- _REQUIRED WORK_
Which lines in the records below contain the word "format"? Return each of them.

- _SOURCE MATERIAL_
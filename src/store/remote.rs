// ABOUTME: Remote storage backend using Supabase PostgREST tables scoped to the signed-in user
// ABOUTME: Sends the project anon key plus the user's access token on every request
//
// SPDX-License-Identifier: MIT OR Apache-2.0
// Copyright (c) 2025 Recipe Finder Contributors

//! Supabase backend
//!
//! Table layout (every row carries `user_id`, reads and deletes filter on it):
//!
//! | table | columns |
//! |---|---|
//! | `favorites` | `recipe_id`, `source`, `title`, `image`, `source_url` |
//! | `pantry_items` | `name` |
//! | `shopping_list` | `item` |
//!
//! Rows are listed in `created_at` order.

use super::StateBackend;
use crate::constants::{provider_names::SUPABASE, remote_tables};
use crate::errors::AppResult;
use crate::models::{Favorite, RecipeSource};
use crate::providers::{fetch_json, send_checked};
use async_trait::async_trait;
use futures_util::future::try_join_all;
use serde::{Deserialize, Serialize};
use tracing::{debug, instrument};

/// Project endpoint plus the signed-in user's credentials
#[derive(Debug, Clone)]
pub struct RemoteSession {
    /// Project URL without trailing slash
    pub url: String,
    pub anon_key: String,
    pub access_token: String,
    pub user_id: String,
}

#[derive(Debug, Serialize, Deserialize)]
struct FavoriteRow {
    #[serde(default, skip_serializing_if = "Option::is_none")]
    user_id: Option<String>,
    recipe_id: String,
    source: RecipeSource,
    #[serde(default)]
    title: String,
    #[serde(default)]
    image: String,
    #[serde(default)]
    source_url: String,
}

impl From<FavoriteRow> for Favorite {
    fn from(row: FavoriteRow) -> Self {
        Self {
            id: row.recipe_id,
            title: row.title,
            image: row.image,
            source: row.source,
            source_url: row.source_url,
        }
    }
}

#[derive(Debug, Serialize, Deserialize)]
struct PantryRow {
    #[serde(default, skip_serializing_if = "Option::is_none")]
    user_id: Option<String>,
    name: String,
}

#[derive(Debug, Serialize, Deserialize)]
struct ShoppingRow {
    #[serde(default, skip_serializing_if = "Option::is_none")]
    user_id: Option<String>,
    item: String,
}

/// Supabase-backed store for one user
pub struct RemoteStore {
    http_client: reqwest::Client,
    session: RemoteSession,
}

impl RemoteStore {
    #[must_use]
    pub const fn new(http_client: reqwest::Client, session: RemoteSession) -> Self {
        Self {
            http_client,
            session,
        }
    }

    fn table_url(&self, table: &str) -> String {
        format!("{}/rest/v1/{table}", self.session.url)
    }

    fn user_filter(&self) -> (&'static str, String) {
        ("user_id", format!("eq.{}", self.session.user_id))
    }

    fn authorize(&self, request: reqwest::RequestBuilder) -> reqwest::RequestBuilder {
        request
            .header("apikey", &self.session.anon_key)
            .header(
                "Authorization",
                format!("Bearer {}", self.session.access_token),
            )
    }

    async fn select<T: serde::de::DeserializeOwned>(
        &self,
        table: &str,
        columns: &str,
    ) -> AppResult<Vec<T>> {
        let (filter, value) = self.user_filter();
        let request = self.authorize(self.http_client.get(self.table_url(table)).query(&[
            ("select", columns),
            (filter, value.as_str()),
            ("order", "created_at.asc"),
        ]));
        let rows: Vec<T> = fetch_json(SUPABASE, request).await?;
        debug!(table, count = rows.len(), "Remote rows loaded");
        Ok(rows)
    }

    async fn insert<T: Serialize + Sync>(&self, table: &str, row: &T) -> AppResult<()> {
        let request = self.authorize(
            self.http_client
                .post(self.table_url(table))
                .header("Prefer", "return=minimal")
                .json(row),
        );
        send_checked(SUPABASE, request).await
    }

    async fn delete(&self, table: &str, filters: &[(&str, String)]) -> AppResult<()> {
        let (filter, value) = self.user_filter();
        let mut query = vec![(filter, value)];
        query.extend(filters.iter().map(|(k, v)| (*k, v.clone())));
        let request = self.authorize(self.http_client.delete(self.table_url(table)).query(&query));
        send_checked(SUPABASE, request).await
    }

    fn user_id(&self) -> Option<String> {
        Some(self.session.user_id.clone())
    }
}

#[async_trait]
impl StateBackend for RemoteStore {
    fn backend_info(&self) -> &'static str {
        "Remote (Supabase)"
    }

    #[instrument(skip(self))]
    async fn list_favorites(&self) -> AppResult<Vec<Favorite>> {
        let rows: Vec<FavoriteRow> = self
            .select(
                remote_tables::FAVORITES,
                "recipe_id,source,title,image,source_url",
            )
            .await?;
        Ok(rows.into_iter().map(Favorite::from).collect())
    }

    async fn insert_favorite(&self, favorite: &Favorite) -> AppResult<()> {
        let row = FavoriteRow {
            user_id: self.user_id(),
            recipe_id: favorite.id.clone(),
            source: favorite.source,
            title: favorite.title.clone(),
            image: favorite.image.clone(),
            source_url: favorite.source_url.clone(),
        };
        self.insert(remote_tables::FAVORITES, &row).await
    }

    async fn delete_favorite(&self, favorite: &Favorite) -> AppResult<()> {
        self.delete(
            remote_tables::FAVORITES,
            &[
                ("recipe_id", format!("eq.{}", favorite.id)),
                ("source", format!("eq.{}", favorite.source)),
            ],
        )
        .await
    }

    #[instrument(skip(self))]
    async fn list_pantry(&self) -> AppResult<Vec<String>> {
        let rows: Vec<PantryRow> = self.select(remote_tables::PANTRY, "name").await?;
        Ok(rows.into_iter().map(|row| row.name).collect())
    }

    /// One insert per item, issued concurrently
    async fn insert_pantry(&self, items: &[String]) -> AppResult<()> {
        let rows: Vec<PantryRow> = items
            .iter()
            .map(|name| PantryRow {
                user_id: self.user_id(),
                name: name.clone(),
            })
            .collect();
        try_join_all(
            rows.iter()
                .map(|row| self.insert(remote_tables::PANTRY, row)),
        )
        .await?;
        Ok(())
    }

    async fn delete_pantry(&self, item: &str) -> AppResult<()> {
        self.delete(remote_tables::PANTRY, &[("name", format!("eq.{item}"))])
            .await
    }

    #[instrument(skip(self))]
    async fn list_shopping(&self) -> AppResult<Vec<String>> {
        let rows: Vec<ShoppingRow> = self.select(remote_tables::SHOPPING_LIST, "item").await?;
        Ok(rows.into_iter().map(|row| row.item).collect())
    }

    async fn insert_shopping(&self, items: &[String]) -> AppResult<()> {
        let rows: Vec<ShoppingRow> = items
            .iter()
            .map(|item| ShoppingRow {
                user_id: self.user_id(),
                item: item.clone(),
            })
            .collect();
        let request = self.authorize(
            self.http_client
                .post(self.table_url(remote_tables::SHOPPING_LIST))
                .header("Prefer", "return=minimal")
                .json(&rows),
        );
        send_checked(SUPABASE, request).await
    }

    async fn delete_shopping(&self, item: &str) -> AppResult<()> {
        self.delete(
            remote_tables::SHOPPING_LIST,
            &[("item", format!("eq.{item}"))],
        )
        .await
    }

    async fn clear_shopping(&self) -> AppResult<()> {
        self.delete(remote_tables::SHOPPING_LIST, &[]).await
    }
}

- _THE COMPLETED TASK_
        format!("{}/rest/v1/{table}", self.session.url)
        ("user_id", format!("eq.{}", self.session.user_id))
                format!("Bearer {}", self.session.access_token),
                ("recipe_id", format!("eq.{}", favorite.id)),
                ("source", format!("eq.{}", favorite.source)),
        self.delete(remote_tables::PANTRY, &[("name", format!("eq.{item}"))])
            &[("item", format!("eq.{item}"))],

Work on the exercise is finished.